Immobilised, the artist went to farcical lengths to make work, inventing various rigs and tools to aid him and fulfill his compulsion to create images. Etching tools allowed Quilty to incise, gouge and scratch. For the maddened artist, the metal plate stiffly wears the countless marks of this deeply cathartic ritual. Reflecting the accident itself, this is a violent process, from which works like The Last Supper are produced. Here, frenzied teeth are ready to snap on the artist’s desk and contorted hands shimmer in muted frustration.

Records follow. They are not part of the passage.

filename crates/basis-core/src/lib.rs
//! # CRYSTAL Basis Set Library
//!
//! Extracts atoms, ghost atoms and their basis sets from the text output of the
//! CRYSTAL quantum-chemistry program, and answers queries about them.
//!
//! ## Architectural Philosophy
//!
//! - **[`core`]: The Foundation.** Stateless data models (`Atom`, `BasisSet`,
//!   `CrystalOutput`) and the periodic table used to resolve element tokens.
//!
//! - **[`engine`]: The Logic Core.** The region-aware line parser, the graph
//!   builder with its validation pass, and query resolution over the result.
//!
//! - **[`workflows`]: The Public API.** Complete procedures such as parsing an
//!   output file from disk with progress reporting.

pub mod core;
pub mod engine;
pub mod workflows;
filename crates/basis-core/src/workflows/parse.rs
use crate::core::models::output::CrystalOutput;
use crate::core::periodic::table::ElementTable;
use crate::engine::error::ParseError;
use crate::engine::parser::{Feed, OutputParser};
use crate::engine::progress::{Progress, ProgressReporter};
use std::fs::File;
use std::io::{BufRead, BufReader};
use std::path::Path;
use std::time::Instant;
use tracing::{debug, info, instrument};

/// Parses a CRYSTAL output from any buffered reader.
///
/// Reading stops as soon as the basis-set region is closed, so the remainder
/// of a large output is never read.
#[instrument(skip_all, name = "parse_workflow")]
pub fn parse_reader<R: BufRead>(
    mut reader: R,
    table: &ElementTable,
    reporter: &ProgressReporter,
) -> Result<CrystalOutput, ParseError> {
    let started = Instant::now();
    reporter.report(Progress::PhaseStart {
        name: "Reading output",
    });

    let mut parser = OutputParser::new(table);
    let mut line = String::new();
    let mut stopped = false;
    while reader.read_line(&mut line)? != 0 {
        if parser.feed(&line)? == Feed::Stop {
            stopped = true;
            break;
        }
        line.clear();
    }
    if !stopped {
        debug!(
            lines = parser.lines_fed(),
            "End of input reached before the end of the basis set region."
        );
    }
    reporter.report(Progress::Message(format!(
        "{} lines read",
        parser.lines_fed()
    )));
    reporter.report(Progress::PhaseFinish);

    reporter.report(Progress::PhaseStart {
        name: "Validating basis sets",
    });
    let output = parser.finalize()?;
    reporter.report(Progress::PhaseFinish);

    info!(
        "Output parsed in {:.3} s.",
        started.elapsed().as_secs_f64()
    );
    Ok(output)
}

/// Opens `path` and parses it with [`parse_reader`].
pub fn parse_file(
    path: impl AsRef<Path>,
    table: &ElementTable,
    reporter: &ProgressReporter,
) -> Result<CrystalOutput, ParseError> {
    let path = path.as_ref();
    info!(path = %path.display(), "Parsing CRYSTAL output.");
    let file = File::open(path)?;
    parse_reader(BufReader::new(file), table, reporter)
}
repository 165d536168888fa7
use crystal_basis::engine::query::Query;
use thiserror::Error;
use tracing::warn;

#[derive(Debug, Error, PartialEq, Eq)]
pub enum QueryParseError {
    #[error("Invalid query '{0}'. Expected an atom label 'N' or a label range 'N-M'.")]
    InvalidFormat(String),

    #[error("Atom label '{0}' is out of range. Labels start at 1.")]
    LabelOutOfRange(String),
}

fn parse_label(value: &str, query: &str) -> Result<u32, QueryParseError> {
    if value.is_empty() || !value.bytes().all(|b| b.is_ascii_digit()) {
        return Err(QueryParseError::InvalidFormat(query.to_string()));
    }
    match value.parse::<u32>() {
        Ok(0) | Err(_) => Err(QueryParseError::LabelOutOfRange(value.to_string())),
        Ok(label) => Ok(label),
    }
}

/// Parses one positional query: `N` or `N-M`.
pub fn parse_query(value: &str) -> Result<Query, QueryParseError> {
    match value.split_once('-') {
        Some((from, to)) => Ok(Query::AtomRange {
            from: parse_label(from, value)?,
            to: parse_label(to, value)?,
        }),
        None => Ok(Query::SingleAtom(parse_label(value, value)?)),
    }
}

/// Builds the ordered, duplicate-free query list for one run.
///
/// Category flags come first (atoms, basis sets, ghosts), then the positional
/// queries in the order given. Invalid and repeated queries are skipped with a
/// warning.
pub fn collect_queries(atoms: bool, basis_sets: bool, ghosts: bool, values: &[String]) -> Vec<Query> {
    let flags = [
        (atoms, Query::AllAtoms),
        (basis_sets, Query::AllBasisSets),
        (ghosts, Query::AllGhosts),
    ];
    let mut queries: Vec<Query> = flags
        .into_iter()
        .filter_map(|(enabled, query)| enabled.then_some(query))
        .collect();

    for value in values {
        match parse_query(value) {
            Ok(query) if queries.contains(&query) => {
                warn!("Skipping duplicated query '{}'.", value);
            }
            Ok(query) => queries.push(query),
            Err(e) => warn!("Skipping query: {}", e),
        }
    }
    queries
}

#[cfg(test)]
mod tests {
    use super::*;

    fn strings(values: &[&str]) -> Vec<String> {
        values.iter().map(|v| v.to_string()).collect()
    }

    #[test]
    fn parses_single_labels() {
        assert_eq!(parse_query("7"), Ok(Query::SingleAtom(7)));
    }

    #[test]
    fn parses_ranges_in_both_directions() {
        assert_eq!(
            parse_query("2-5"),
            Ok(Query::AtomRange { from: 2, to: 5 })
        );
        assert_eq!(
            parse_query("5-2"),
            Ok(Query::AtomRange { from: 5, to: 2 })
        );
    }

    #[test]
    fn rejects_malformed_queries() {
        for value in ["", "a", "-3", "3-", "1-2-3", "+4", " 4", "1.5"] {
            assert_eq!(
                parse_query(value),
                Err(QueryParseError::InvalidFormat(value.to_string())),
                "query {value:?}"
            );
        }
    }

    #[test]
    fn rejects_zero_and_overflowing_labels() {
        assert_eq!(
            parse_query("0"),
            Err(QueryParseError::LabelOutOfRange("0".into()))
        );
        assert_eq!(
            parse_query("1-99999999999"),
            Err(QueryParseError::LabelOutOfRange("99999999999".into()))
        );
    }

    #[test]
    fn flags_come_first_in_fixed_order() {
        let queries = collect_queries(true, true, true, &strings(&["3"]));
        assert_eq!(
            queries,
            vec![
                Query::AllAtoms,
                Query::AllBasisSets,
                Query::AllGhosts,
                Query::SingleAtom(3),
            ]
        );
    }

    #[test]
    fn invalid_and_duplicated_queries_are_skipped() {
        let queries = collect_queries(
            false,
            true,
            false,
            &strings(&["4", "x", "2-3", "4", "2-3", "3-2"]),
        );
        assert_eq!(
            queries,
            vec![
                Query::AllBasisSets,
                Query::SingleAtom(4),
                Query::AtomRange { from: 2, to: 3 },
                Query::AtomRange { from: 3, to: 2 },
            ]
        );
    }
}
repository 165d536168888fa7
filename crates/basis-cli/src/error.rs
use crystal_basis::core::periodic::table::ElementTableError;
use crystal_basis::engine::error::ParseError;
use std::path::PathBuf;
use thiserror::Error;

pub type Result<T> = std::result::Result<T, CliError>;

#[derive(Debug, Error)]
pub enum CliError {
    #[error("Failed to read CRYSTAL output '{path}': {source}", path = path.display())]
    Output {
        path: PathBuf,
        #[source]
        source: ParseError,
    },

    #[error(transparent)]
    ElementTable(#[from] ElementTableError),

    #[error("Configuration error: {0}")]
    Config(String),

    #[error("Failed to parse file '{path}': {source}", path = path.display())]
    FileParsing {
        path: PathBuf,
        #[source]
        source: anyhow::Error,
    },

    #[error("I/O error: {0}")]
    Io(#[from] std::io::Error),
}
/// Position of a basis set in the append-only basis-set sequence of a parse.
///
/// Atoms sharing a basis set hold the same id, so identity comparisons are
/// plain equality on this value.
#[derive(Debug, Clone, Copy, PartialEq, Eq, Hash, PartialOrd, Ord)]
pub struct BasisSetId(pub(crate) usize);

impl BasisSetId {
    pub fn index(self) -> usize {
        self.0
    }
}
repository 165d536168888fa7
/// Opens the table of atoms converted into ghosts.
pub const GHOST_SENTINEL: &str = "ATOMS TRANSFORMED INTO GHOSTS";
/// Opens the basis-set table. Always wins, even while ghosts are being declared.
pub const BASIS_SET_SENTINEL: &str = "LOCAL ATOMIC FUNCTIONS BASIS SET";
/// Closes the basis-set table; only honoured inside it.
pub const STOP_SENTINEL: &str = "INFORMATION";

/// The document region the parser is currently scanning.
#[derive(Debug, Clone, Copy, PartialEq, Eq, Hash, Default)]
pub enum OutputRegion {
    /// Before any region of interest; lines are inert.
    #[default]
    Initial,
    /// Ghost declarations: `label( atomic_number)` pairs.
    GhostDeclaration,
    /// Atom, basis-function and primitive lines.
    BasisSet,
    /// End of relevant input. Terminal.
    Stop,
}

impl OutputRegion {
    /// Returns the region that applies to `line`, given the current region.
    ///
    /// Sentinels are exact, case-sensitive substrings checked in priority
    /// order: ghost, basis set, stop. `Stop` is never left.
    pub fn next(self, line: &str) -> OutputRegion {
        if self == OutputRegion::Stop {
            return OutputRegion::Stop;
        }
        if line.contains(GHOST_SENTINEL) {
            OutputRegion::GhostDeclaration
        } else if line.contains(BASIS_SET_SENTINEL) {
            OutputRegion::BasisSet
        } else if self == OutputRegion::BasisSet && line.contains(STOP_SENTINEL) {
            OutputRegion::Stop
        } else {
            self
        }
    }

    pub fn describe(self) -> &'static str {
        match self {
            OutputRegion::Initial => "preamble",
            OutputRegion::GhostDeclaration => "declaration of ghost atoms",
            OutputRegion::BasisSet => "definition of basis sets",
            OutputRegion::Stop => "end of the basis set region",
        }
    }
}

#[cfg(test)]
mod tests {
    use super::*;

    const BASIS_HEADER: &str = " LOCAL ATOMIC FUNCTIONS BASIS SET";
    const GHOST_HEADER: &str = " ATOMS TRANSFORMED INTO GHOSTS";

    #[test]
    fn default_region_is_initial() {
        assert_eq!(OutputRegion::default(), OutputRegion::Initial);
    }

    #[test]
    fn plain_lines_keep_the_current_region() {
        for region in [
            OutputRegion::Initial,
            OutputRegion::GhostDeclaration,
            OutputRegion::BasisSet,
        ] {
            assert_eq!(region.next("   1 O   0.000  0.000  0.000"), region);
        }
    }

    #[test]
    fn ghost_sentinel_enters_ghost_region_from_any_open_region() {
        assert_eq!(
            OutputRegion::Initial.next(GHOST_HEADER),
            OutputRegion::GhostDeclaration
        );
        assert_eq!(
            OutputRegion::BasisSet.next(GHOST_HEADER),
            OutputRegion::GhostDeclaration
        );
    }

    #[test]
    fn basis_set_sentinel_overrides_ghost_region() {
        assert_eq!(
            OutputRegion::GhostDeclaration.next(BASIS_HEADER),
            OutputRegion::BasisSet
        );
    }

    #[test]
    fn basis_set_sentinel_is_idempotent() {
        assert_eq!(OutputRegion::BasisSet.next(BASIS_HEADER), OutputRegion::BasisSet);
    }

    #[test]
    fn stop_sentinel_only_applies_inside_basis_set_region() {
        let line = " INFORMATION **** READM2 **** FULL DIRECT SCF";
        assert_eq!(OutputRegion::Initial.next(line), OutputRegion::Initial);
        assert_eq!(
            OutputRegion::GhostDeclaration.next(line),
            OutputRegion::GhostDeclaration
        );
        assert_eq!(OutputRegion::BasisSet.next(line), OutputRegion::Stop);
    }

    #[test]
    fn sentinels_are_case_sensitive() {
        assert_eq!(
            OutputRegion::Initial.next(" local atomic functions basis set"),
            OutputRegion::Initial
        );
        assert_eq!(OutputRegion::BasisSet.next(" information"), OutputRegion::BasisSet);
    }

    #[test]
    fn stop_is_terminal() {
        assert_eq!(OutputRegion::Stop.next(BASIS_HEADER), OutputRegion::Stop);
        assert_eq!(OutputRegion::Stop.next(GHOST_HEADER), OutputRegion::Stop);
    }
}
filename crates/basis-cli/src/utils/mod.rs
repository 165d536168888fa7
pub mod parser;
pub mod progress;
use crate::error::Result;
use std::fs::File;
use std::path::PathBuf;
use tracing::Subscriber;
use tracing_subscriber::{
    Layer,
    filter::LevelFilter,
    fmt::{self, time},
    prelude::*,
    registry::LookupSpan,
};

/// Maps the `-v` count and the `-q` flag to a global level.
pub fn level_filter(verbosity: u8, quiet: bool) -> LevelFilter {
    if quiet {
        return LevelFilter::OFF;
    }
    match verbosity {
        0 => LevelFilter::WARN,
        1 => LevelFilter::INFO,
        2 => LevelFilter::DEBUG,
        _ => LevelFilter::TRACE,
    }
}

/// Plain-text log file: time since start, module target and source line per event.
fn file_layer<S>(file: File) -> impl Layer<S>
where
    S: Subscriber + for<'a> LookupSpan<'a>,
{
    fmt::layer()
        .with_writer(file)
        .with_ansi(false)
        .with_timer(time::uptime())
        .with_target(true)
        .with_line_number(true)
}

pub fn setup_logging(verbosity: u8, quiet: bool, log_file: Option<PathBuf>) -> Result<()> {
    let file_layer = match log_file {
        Some(path) => Some(file_layer(File::create(&path)?)),
        None => None,
    };

    let console_layer = fmt::layer()
        .with_writer(std::io::stderr)
        .with_ansi(true)
        .with_target(false)
        .without_time()
        .compact();

    tracing_subscriber::registry()
        .with(level_filter(verbosity, quiet))
        .with(console_layer)
        .with(file_layer)
        .init();

    Ok(())
}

Etching is a medium which cannot shake its past, and the works which emerged from Europe in the fifteenth and sixteenth centuries, as printmaking was transforming our world, are visible here too. The prints produced in reformation Europe expressed the profound anxieties of the time, commonly depicting apocalypse and debauchery, like that in Man Cave and The Last Supper. The bloated male figure in Endone echoes Martin Schongauer’s depiction of St Anthony as he is attacked by demons on his ascent to heaven. Quilty's blob of a saint metastasises as he descends gift-laden stairs. These etched images glare with a particular directness, nothing is softened, blackened lines imprints of acid's bite on exposed metal.
Jan Murphy Gallery presents this exhibition ahead of Ben Quilty’s major survey exhibition, Quilty, which will be presented at three major state galleries in 2019, commencing with the Art Gallery of South Australia in March, before touring to the state galleries in Queensland and New South Wales.